[WORK REQUEST]
Repeat exactly the lines from the one containing "let queued = if" through the last line of the records below, both included, and nothing else.
------------------------------------------------------------
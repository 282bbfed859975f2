//! 帧驱动传输的演示宿主：以约 60 Hz 的主循环驱动服务端或客户端。
//!
//! # 使用方法
//! ```bash
//! cargo run --bin ping_host -- server 7000
//! cargo run --bin ping_host -- client 127.0.0.1 7000
//! ```
//! - 服务端对每条 `PING` 单播回复 `PONG`，其余消息原样广播给所有连接；
//! - 客户端每秒发送一次 `PING`，收到 10 次 `PONG` 后请求断开并退出；
//! - `SPARK_PUMP_CONFIG` 指向 TOML 文件时，从中读取 [`TransportConfig`]；
//! - 日志级别由 `RUST_LOG` 控制，默认 `info`。

use std::env;
use std::fs;
use std::process;
use std::thread;
use std::time::{Duration, Instant};

use spark_transport_pump::{FrameTransport, Origin, TransportConfig, TransportMode};
use tracing::{error, info};
use tracing_subscriber::EnvFilter;

const FRAME: Duration = Duration::from_micros(16_667);
const PING_INTERVAL: Duration = Duration::from_secs(1);
const PONGS_BEFORE_EXIT: u32 = 10;

enum Command {
    Server { port: u16 },
    Client { address: String, port: u16 },
}

fn main() {
    tracing_subscriber::fmt()
        .with_env_filter(
            EnvFilter::try_from_default_env().unwrap_or_else(|_| EnvFilter::new("info")),
        )
        .init();

    if let Err(message) = run() {
        error!(%message, "ping_host failed");
        process::exit(1);
    }
}

fn run() -> Result<(), String> {
    let command = parse_args(env::args().skip(1))?;
    let config = load_config()?;
    let mut transport = FrameTransport::new(config).map_err(|err| err.to_string())?;
    transport.startup();

    let outcome = match command {
        Command::Server { port } => serve(&mut transport, port),
        Command::Client { address, port } => ping(&mut transport, &address, port),
    };
    transport.shutdown();
    outcome
}

fn parse_args(args: impl Iterator<Item = String>) -> Result<Command, String> {
    let args: Vec<String> = args
        .filter(|arg| arg.trim_start_matches('-') != "quick")
        .collect();
    match args.as_slice() {
        [role, port] if role == "server" => Ok(Command::Server {
            port: parse_port(port)?,
        }),
        [role, address, port] if role == "client" => Ok(Command::Client {
            address: address.clone(),
            port: parse_port(port)?,
        }),
        _ => Err("usage: ping_host server <port> | ping_host client <ipv4> <port>".to_owned()),
    }
}

fn parse_port(raw: &str) -> Result<u16, String> {
    raw.parse().map_err(|_| format!("`{raw}` is not a valid port"))
}

fn load_config() -> Result<TransportConfig, String> {
    let Ok(path) = env::var("SPARK_PUMP_CONFIG") else {
        return Ok(TransportConfig::default());
    };
    let source = fs::read_to_string(&path).map_err(|err| format!("{path}: {err}"))?;
    TransportConfig::from_toml_str(&source).map_err(|err| format!("{path}: {err}"))
}

fn serve(transport: &mut FrameTransport, port: u16) -> Result<(), String> {
    transport.start_server(port).map_err(|err| err.to_string())?;
    info!(addr = ?transport.listen_addr(), "serving; press Ctrl-C to stop");
    loop {
        let started = Instant::now();
        transport.begin_frame_pump();
        for message in transport.retrieve_incoming_messages() {
            let Origin::Client(id) = message.origin else {
                continue;
            };
            let queued = if message.text == "PING" {
                transport.queue_outgoing_string_to_client(id, "PONG")
            } else {
                transport.queue_outgoing_string(message.text)
            };
            queued.map_err(|err| err.to_string())?;
        }
        transport.end_frame_pump();
        sleep_rest_of_frame(started);
    }
}

fn ping(transport: &mut FrameTransport, address: &str, port: u16) -> Result<(), String> {
    transport
        .start_client(address, port)
        .map_err(|err| err.to_string())?;
    let mut last_ping: Option<Instant> = None;
    let mut pongs = 0;
    loop {
        let started = Instant::now();
        transport.begin_frame_pump();

        match transport.mode() {
            TransportMode::ClientConnected => {}
            TransportMode::ClientConnecting => {
                transport.end_frame_pump();
                sleep_rest_of_frame(started);
                continue;
            }
            _ if pongs >= PONGS_BEFORE_EXIT => return Ok(()),
            mode => return Err(format!("connection ended while {mode}")),
        }

        for text in transport.retrieve_incoming_strings() {
            info!(%text, "received");
            if text == "PONG" {
                pongs += 1;
            }
        }
        if pongs >= PONGS_BEFORE_EXIT {
            transport.request_disconnect();
        } else if last_ping.is_none_or(|at| at.elapsed() >= PING_INTERVAL) {
            transport
                .queue_outgoing_string("PING")
                .map_err(|err| err.to_string())?;
            last_ping = Some(started);
        }

        transport.end_frame_pump();
        sleep_rest_of_frame(started);
    }
}

fn sleep_rest_of_frame(started: Instant) {
    if let Some(rest) = FRAME.checked_sub(started.elapsed()) {
        thread::sleep(rest);
    }
}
------------------------------------------------------------
[YOUR SOLUTION]
            let queued = if message.text == "PING" {
                transport.queue_outgoing_string_to_client(id, "PONG")
            } else {
                transport.queue_outgoing_string(message.text)
            };
            queued.map_err(|err| err.to_string())?;
        }
        transport.end_frame_pump();
        sleep_rest_of_frame(started);
    }
}

fn ping(transport: &mut FrameTransport, address: &str, port: u16) -> Result<(), String> {
    transport
        .start_client(address, port)
        .map_err(|err| err.to_string())?;
    let mut last_ping: Option<Instant> = None;
    let mut pongs = 0;
    loop {
        let started = Instant::now();
        transport.begin_frame_pump();

        match transport.mode() {
            TransportMode::ClientConnected => {}
            TransportMode::ClientConnecting => {
                transport.end_frame_pump();
                sleep_rest_of_frame(started);
                continue;
            }
            _ if pongs >= PONGS_BEFORE_EXIT => return Ok(()),
            mode => return Err(format!("connection ended while {mode}")),
        }

        for text in transport.retrieve_incoming_strings() {
            info!(%text, "received");
            if text == "PONG" {
                pongs += 1;
            }
        }
        if pongs >= PONGS_BEFORE_EXIT {
            transport.request_disconnect();
        } else if last_ping.is_none_or(|at| at.elapsed() >= PING_INTERVAL) {
            transport
                .queue_outgoing_string("PING")
                .map_err(|err| err.to_string())?;
            last_ping = Some(started);
        }

        transport.end_frame_pump();
        sleep_rest_of_frame(started);
    }
}

fn sleep_rest_of_frame(started: Instant) {
    if let Some(rest) = FRAME.checked_sub(started.elapsed()) {
        thread::sleep(rest);
    }
}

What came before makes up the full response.